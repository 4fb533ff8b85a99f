//! Request path to on-disk path rewriting.
//!
//! A request whose first segment names the package is served from the
//! package's own tree; anything else addresses a dependency living under the
//! component directory. A dependency that shares the package's name is
//! therefore unreachable: its requests resolve into the package's own tree.

/// Split a request pathname into segments, dropping the empty segment produced
/// by the leading `/`.
///
/// Trailing slashes are kept as a final empty segment so that directory
/// requests survive the rewrite (`/pkg/` becomes `["pkg", ""]`).
pub fn split_segments(pathname: &str) -> Vec<&str> {
    pathname.strip_prefix('/').unwrap_or(pathname).split('/').collect()
}

/// Compute the file path to deliver for `request_path`.
///
/// * first segment equal to `package_name` with a `root`: the segment is
///   replaced by `root`
/// * first segment equal to `package_name` without a `root`: the segment is
///   dropped and the rest is served relative to the working directory
/// * anything else: `component_dir` is prepended to the full segment list
///
/// No existence checks happen here.
///
/// ```
/// use polyserve::app::resolve_path;
///
/// assert_eq!(resolve_path("/my-pkg/index.html", "my-pkg", "bower_components", Some(".")), "./index.html");
/// assert_eq!(
///     resolve_path("/some-dep/foo.js", "my-pkg", "bower_components", Some(".")),
///     "bower_components/some-dep/foo.js"
/// );
/// ```
pub fn resolve_path(
    request_path: &str,
    package_name: &str,
    component_dir: &str,
    root: Option<&str>,
) -> String {
    rewrite_segments(split_segments(request_path), package_name, component_dir, root)
}

pub(crate) fn rewrite_segments<S: AsRef<str>>(
    segments: Vec<S>,
    package_name: &str,
    component_dir: &str,
    root: Option<&str>,
) -> String {
    let owns_request = segments
        .first()
        .is_some_and(|first| first.as_ref() == package_name);
    let mut parts: Vec<&str> = Vec::with_capacity(segments.len() + 1);
    if owns_request {
        if let Some(root) = root.filter(|root| !root.is_empty()) {
            parts.push(root);
        }
        parts.extend(segments.iter().skip(1).map(AsRef::as_ref));
    } else {
        parts.push(component_dir);
        parts.extend(segments.iter().map(AsRef::as_ref));
    }
    parts.join("/")
}
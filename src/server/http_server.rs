use may::coroutine::JoinHandle;
use may_minihttp::{HttpServerWithHeaders, HttpService};
use std::fmt;
use std::io;
use std::net::{SocketAddr, TcpStream, ToSocketAddrs};
use std::thread;
use std::time::{Duration, Instant};
use tracing::debug;

/// How long [`ServerHandle::wait_ready`] keeps probing.
const READY_TIMEOUT: Duration = Duration::from_secs(2);

/// Wrapper around may_minihttp's HTTP server
///
/// Uses 32 max headers so browser requests with large cookie and
/// `Accept-*` sets are not rejected.
pub struct HttpServer<T>(pub T);

/// Handle to a running HTTP server
pub struct ServerHandle {
    addr: SocketAddr,
    handle: JoinHandle<()>,
}

/// A failed bind, with the address it was attempted on.
#[derive(Debug)]
pub struct BindError {
    /// Address that failed; `None` when the host did not resolve
    pub addr: Option<SocketAddr>,
    pub source: io::Error,
}

impl BindError {
    pub fn kind(&self) -> io::ErrorKind {
        self.source.kind()
    }
}

impl fmt::Display for BindError {
    fn fmt(&self, f: &mut fmt::Formatter<'_>) -> fmt::Result {
        match self.addr {
            Some(addr) => write!(f, "cannot bind {addr}: {}", self.source),
            None => write!(f, "cannot resolve listen address: {}", self.source),
        }
    }
}

impl std::error::Error for BindError {
    fn source(&self) -> Option<&(dyn std::error::Error + 'static)> {
        Some(&self.source)
    }
}

impl ServerHandle {
    /// Address the listener actually bound
    pub fn addr(&self) -> SocketAddr {
        self.addr
    }

    /// Block until a TCP connect to [`Self::addr`] succeeds.
    ///
    /// # Errors
    ///
    /// Returns `TimedOut` when the listener does not accept within two seconds.
    pub fn wait_ready(&self) -> io::Result<()> {
        let deadline = Instant::now() + READY_TIMEOUT;
        while Instant::now() < deadline {
            if TcpStream::connect_timeout(&self.addr, Duration::from_millis(50)).is_ok() {
                return Ok(());
            }
            thread::sleep(Duration::from_millis(10));
        }
        Err(io::Error::new(
            io::ErrorKind::TimedOut,
            format!("server on {} not accepting connections", self.addr),
        ))
    }

    /// Cancel the accept coroutine and wait for it to unwind
    pub fn stop(self) {
        // SAFETY: the handle is owned here and nothing else joins or cancels
        // the accept coroutine.
        unsafe {
            self.handle.coroutine().cancel();
        }
        let _ = self.handle.join();
    }

    /// Block until the accept coroutine exits
    ///
    /// # Errors
    ///
    /// Returns the panic payload if the coroutine panicked.
    pub fn join(self) -> std::thread::Result<()> {
        self.handle.join()
    }
}

impl<T: HttpService + Clone + Send + Sync + 'static> HttpServer<T> {
    /// Bind the first usable address `addr` resolves to and start serving.
    ///
    /// Resolved addresses are tried in resolver order. An address whose
    /// family is unavailable on this host (`AddrNotAvailable`) moves on to the
    /// next one; any other failure, `AddrInUse` included, stops there and is
    /// returned with the address it happened on.
    ///
    /// # Errors
    ///
    /// Returns a [`BindError`] if the host does not resolve or no address binds.
    pub fn start<A: ToSocketAddrs>(self, addr: A) -> Result<ServerHandle, BindError> {
        let candidates: Vec<SocketAddr> = addr
            .to_socket_addrs()
            .map_err(|source| BindError { addr: None, source })?
            .collect();

        let mut last_error = None;
        for candidate in candidates {
            match HttpServerWithHeaders::<_, 32>(self.0.clone()).start(candidate) {
                Ok(handle) => {
                    return Ok(ServerHandle {
                        addr: candidate,
                        handle,
                    })
                }
                Err(source) if source.kind() == io::ErrorKind::AddrNotAvailable => {
                    debug!(addr = %candidate, error = %source, "Address not available, trying next");
                    last_error = Some(BindError {
                        addr: Some(candidate),
                        source,
                    });
                }
                Err(source) => {
                    return Err(BindError {
                        addr: Some(candidate),
                        source,
                    })
                }
            }
        }
        Err(last_error.unwrap_or_else(|| BindError {
            addr: None,
            source: io::Error::new(io::ErrorKind::InvalidInput, "address resolved to nothing"),
        }))
    }
}
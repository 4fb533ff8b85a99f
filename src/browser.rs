//! Browser launching for `--open`.

use crate::options::Page;
use tracing::{info, warn};

/// URL of `page` under the package's base URL.
pub fn page_url(base_url: &str, page: &Page) -> String {
    format!("{base_url}{}", page.as_path())
}

/// Open `url` in each named browser, or the system default when none is named.
///
/// Launch failures are logged; they never affect the running server.
pub fn open_page(url: &str, browsers: &[String]) {
    if browsers.is_empty() {
        info!(url = %url, "Opening default browser");
        if let Err(err) = open::that_detached(url) {
            warn!(url = %url, error = %err, "Failed to open browser");
        }
        return;
    }
    for browser in browsers {
        info!(url = %url, browser = %browser, "Opening browser");
        if let Err(err) = open::with_detached(url, browser) {
            warn!(url = %url, browser = %browser, error = %err, "Failed to open browser");
        }
    }
}
//! # API Proxy
//!
//! Forwards API traffic to a backend so the component under development can
//! talk to it from the same origin. A request is forwarded when its URL
//! matches [`API_PATTERN`] and it is not a static asset (`.html`, `.js`,
//! `.css`, `.png`), except the login landing page which always goes upstream.
//!
//! The check runs against the full request target, query string included,
//! so it is a heuristic: a package named `user-card` would have its own files
//! proxied.

use crate::error::ProxyError;
use crate::server::ParsedRequest;
use http::Method;
use regex::Regex;
use std::time::Duration;

/// Keywords that mark a request as API traffic.
pub const API_PATTERN: &str = "api|auth|screener|user|logout|session";

const STATIC_MARKERS: [&str; 4] = [".html", ".js", ".css", ".png"];
const LOGIN_SUCCESS_PAGE: &str = "login-success.html";

/// Headers that describe a single connection and are never forwarded.
const HOP_BY_HOP: [&str; 10] = [
    "connection",
    "keep-alive",
    "proxy-authenticate",
    "proxy-authorization",
    "proxy-connection",
    "te",
    "trailer",
    "transfer-encoding",
    "upgrade",
    "content-length",
];

/// Backend the API proxy forwards to.
#[derive(Debug, Clone, PartialEq, Eq)]
pub struct ProxyTarget {
    pub host: String,
    pub port: u16,
}

impl Default for ProxyTarget {
    fn default() -> Self {
        Self {
            host: "localhost".to_string(),
            port: 8421,
        }
    }
}

impl ProxyTarget {
    pub fn new(host: impl Into<String>, port: u16) -> Self {
        Self {
            host: host.into(),
            port,
        }
    }

    pub fn origin(&self) -> String {
        format!("http://{}:{}", self.host, self.port)
    }
}

/// Upstream response, ready to be written back to the client.
#[derive(Debug, Clone, PartialEq, Eq)]
pub struct ProxiedResponse {
    pub status: u16,
    pub headers: Vec<(String, String)>,
    pub body: Vec<u8>,
}

/// Whether `name` may cross the proxy in either direction.
pub fn is_forwardable_header(name: &str) -> bool {
    let name = name.to_ascii_lowercase();
    name != "host" && !HOP_BY_HOP.contains(&name.as_str())
}

/// Matches API requests and forwards them to one backend.
#[derive(Debug, Clone)]
pub struct ApiProxy {
    target: ProxyTarget,
    pattern: Regex,
    client: reqwest::blocking::Client,
}

impl ApiProxy {
    pub fn new(target: ProxyTarget) -> Result<Self, ProxyError> {
        let client = reqwest::blocking::Client::builder()
            .redirect(reqwest::redirect::Policy::none())
            .connect_timeout(Duration::from_secs(5))
            .build()?;
        Ok(Self {
            target,
            pattern: Regex::new(API_PATTERN)?,
            client,
        })
    }

    pub fn target(&self) -> &ProxyTarget {
        &self.target
    }

    /// Whether the request target `url` belongs to the backend.
    pub fn matches(&self, url: &str) -> bool {
        if !self.pattern.is_match(url) {
            return false;
        }
        let is_static = STATIC_MARKERS.iter().any(|marker| url.contains(marker));
        !is_static || url.contains(LOGIN_SUCCESS_PAGE)
    }

    /// Send `request` to the backend and collect its full response.
    pub fn forward(&self, request: &ParsedRequest) -> Result<ProxiedResponse, ProxyError> {
        let method = Method::from_bytes(request.method.as_bytes())
            .map_err(|_| ProxyError::InvalidMethod(request.method.clone()))?;
        let url = format!("{}{}", self.target.origin(), request.url);
        let mut builder = self.client.request(method, url);
        for (name, value) in &request.headers {
            if is_forwardable_header(name) {
                builder = builder.header(name.as_str(), value.as_str());
            }
        }
        if !request.body.is_empty() {
            builder = builder.body(request.body.clone());
        }

        let response = builder.send()?;
        let status = response.status().as_u16();
        let headers = response
            .headers()
            .iter()
            .filter(|(name, _)| is_forwardable_header(name.as_str()))
            .map(|(name, value)| {
                (
                    name.as_str().to_string(),
                    String::from_utf8_lossy(value.as_bytes()).into_owned(),
                )
            })
            .collect();
        let body = response.bytes()?.to_vec();
        Ok(ProxiedResponse {
            status,
            headers,
            body,
        })
    }
}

####################

*Task statement*.
Please go through the data above and copy each line that has the word "Regex".

*Expected output*.
use regex::Regex;
    pattern: Regex,
            pattern: Regex::new(API_PATTERN)?,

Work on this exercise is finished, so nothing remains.